We've been divorced for twelve years now. Much longer apart than we were together.
After the concert the kids and I were headed to the taco shop with the amazing pop machine and impulsively I said, "Would you like to come along?"
"Sure, I'll come for chips and pop," he said.
And that is how we found ourselves doing the most ordinary thing - sitting in a booth sharing chips and salsa and drinking pop from the machine that boasts there are 100 flavor possibilities. Most families sit together and eat every day. Our family sits together and eats on very rare occasions.
We were talking about the funny places downtown and live music.
"Your mom and I saw Nirvana at Duffy's next door," he said. He grinned at me. I grinned back. I felt myself crack open a little bit inside and let in the happy, good memories of being together. Duffy's is small. The size of my living room and dining room at home. We saw lots of great bands there before they were too big to play there anymore.
My son was impressed. "Wow! What was that like?" He meant the band, not dating each other. 

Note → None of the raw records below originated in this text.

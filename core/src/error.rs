//! Error taxonomy for ledger and catalog operations.
//!
//! Every failure the caller can observe is a [`LedgerError`]. Variants are
//! specific (sold out vs. already registered vs. not found) and each one
//! belongs to exactly one [`ErrorKind`], which is what transports such as HTTP
//! map onto status codes.

use crate::types::{EventId, RegistrationId, UserId};
use thiserror::Error;

/// Coarse classification of a [`LedgerError`].
#[derive(Clone, Copy, Debug, PartialEq, Eq, Hash)]
pub enum ErrorKind {
    /// The referenced event, registration or profile does not exist
    NotFound,
    /// The request conflicts with current state
    Conflict,
    /// The caller may not perform the operation
    Forbidden,
    /// The request itself is malformed
    Invalid,
    /// The persistence service could not be reached or failed
    Unavailable,
}

/// Errors surfaced by seat ledger, catalog and feedback operations.
#[derive(Error, Debug, Clone, PartialEq, Eq)]
pub enum LedgerError {
    /// No event with this id
    #[error("Event {0} not found")]
    EventNotFound(EventId),

    /// No registration with this id (or it was already cancelled)
    #[error("Registration {0} not found")]
    RegistrationNotFound(RegistrationId),

    /// No profile for this user
    #[error("Profile for user {0} not found")]
    ProfileNotFound(UserId),

    /// Registration is closed because the event has started
    #[error("Event {0} has already started")]
    EventAlreadyStarted(EventId),

    /// Feedback opens only once the event has started
    #[error("Event {0} has not taken place yet")]
    EventNotFinished(EventId),

    /// The user already holds an active registration for this event
    #[error("User {user_id} is already registered for event {event_id}")]
    AlreadyRegistered {
        /// Event in question
        event_id: EventId,
        /// User in question
        user_id: UserId,
    },

    /// No seat left
    #[error("Event {0} is sold out")]
    SoldOut(EventId),

    /// Capacity may not drop below the number of confirmed registrations
    #[error("Cannot set capacity to {requested}: {active} seats are already taken")]
    CapacityBelowDemand {
        /// Capacity the admin asked for
        requested: u32,
        /// Confirmed registrations at the time of the request
        active: u32,
    },

    /// The registration belongs to someone else
    #[error("Registration {0} belongs to another user")]
    NotOwner(RegistrationId),

    /// Operation restricted to admins
    #[error("Operation requires the admin role")]
    AdminOnly,

    /// Feedback requires a registration for the event
    #[error("User {user_id} holds no registration for event {event_id}")]
    NotRegistered {
        /// Event in question
        event_id: EventId,
        /// User in question
        user_id: UserId,
    },

    /// Input failed validation
    #[error("Invalid request: {0}")]
    Invalid(String),

    /// Persistence service failure
    #[error("Persistence unavailable: {0}")]
    Unavailable(String),
}

impl LedgerError {
    /// Classification used by transports.
    #[must_use]
    pub const fn kind(&self) -> ErrorKind {
        match self {
            Self::EventNotFound(_) | Self::RegistrationNotFound(_) | Self::ProfileNotFound(_) => {
                ErrorKind::NotFound
            }
            Self::EventAlreadyStarted(_)
            | Self::EventNotFinished(_)
            | Self::AlreadyRegistered { .. }
            | Self::SoldOut(_)
            | Self::CapacityBelowDemand { .. } => ErrorKind::Conflict,
            Self::NotOwner(_) | Self::AdminOnly | Self::NotRegistered { .. } => {
                ErrorKind::Forbidden
            }
            Self::Invalid(_) => ErrorKind::Invalid,
            Self::Unavailable(_) => ErrorKind::Unavailable,
        }
    }

    /// Stable machine-readable code for clients.
    #[must_use]
    pub const fn code(&self) -> &'static str {
        match self {
            Self::EventNotFound(_) => "EVENT_NOT_FOUND",
            Self::RegistrationNotFound(_) => "REGISTRATION_NOT_FOUND",
            Self::ProfileNotFound(_) => "PROFILE_NOT_FOUND",
            Self::EventAlreadyStarted(_) => "EVENT_ALREADY_STARTED",
            Self::EventNotFinished(_) => "EVENT_NOT_FINISHED",
            Self::AlreadyRegistered { .. } => "ALREADY_REGISTERED",
            Self::SoldOut(_) => "SOLD_OUT",
            Self::CapacityBelowDemand { .. } => "CAPACITY_BELOW_DEMAND",
            Self::NotOwner(_) => "NOT_OWNER",
            Self::AdminOnly => "ADMIN_ONLY",
            Self::NotRegistered { .. } => "NOT_REGISTERED",
            Self::Invalid(_) => "VALIDATION_ERROR",
            Self::Unavailable(_) => "SERVICE_UNAVAILABLE",
        }
    }

    /// Whether a caller may retry the same request unchanged.
    ///
    /// Only infrastructure failures qualify. Register must still check for an
    /// existing registration before re-issuing.
    #[must_use]
    pub const fn is_retryable(&self) -> bool {
        matches!(self, Self::Unavailable(_))
    }
}

/// Failures reported by a persistence backend.
#[derive(Error, Debug, Clone, PartialEq, Eq)]
pub enum StoreError {
    /// Connection, timeout or query failure
    #[error("Database error: {0}")]
    Unavailable(String),

    /// A stored row could not be turned back into a domain value
    #[error("Corrupt row: {0}")]
    Corrupt(String),
}

impl From<StoreError> for LedgerError {
    fn from(err: StoreError) -> Self {
        Self::Unavailable(err.to_string())
    }
}

/// Result alias for service operations.
pub type Result<T> = std::result::Result<T, LedgerError>;

#[cfg(test)]
mod tests {
    use super::*;

    #[test]
    fn conflict_kinds() {
        let event_id = EventId::new();
        assert_eq!(LedgerError::SoldOut(event_id).kind(), ErrorKind::Conflict);
        assert_eq!(
            LedgerError::CapacityBelowDemand {
                requested: 1,
                active: 2
            }
            .kind(),
            ErrorKind::Conflict
        );
        assert_eq!(
            LedgerError::AlreadyRegistered {
                event_id,
                user_id: UserId::new()
            }
            .code(),
            "ALREADY_REGISTERED"
        );
    }

    #[test]
    fn ownership_is_forbidden() {
        let err = LedgerError::NotOwner(RegistrationId::new());
        assert_eq!(err.kind(), ErrorKind::Forbidden);
        assert!(!err.is_retryable());
    }

    #[test]
    fn store_errors_become_unavailable() {
        let err: LedgerError = StoreError::Unavailable("connection reset".to_string()).into();
        assert_eq!(err.kind(), ErrorKind::Unavailable);
        assert!(err.is_retryable());
        assert_eq!(
            err.to_string(),
            "Persistence unavailable: Database error: connection reset"
        );
    }
}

"It was loud!" their dad said. We laughed. "I dunno. I guess it is not as memorable as maybe it should have been. I remember when Nevermind came out and we realized we had seen them a year ago. That was pretty cool."
He walked us companionably back to the van and then waved as he went to his car. I have no desire to be with him. I am glad we are apart. I am also glad that we also get along well enough to sit at a band concert and go out for a snack.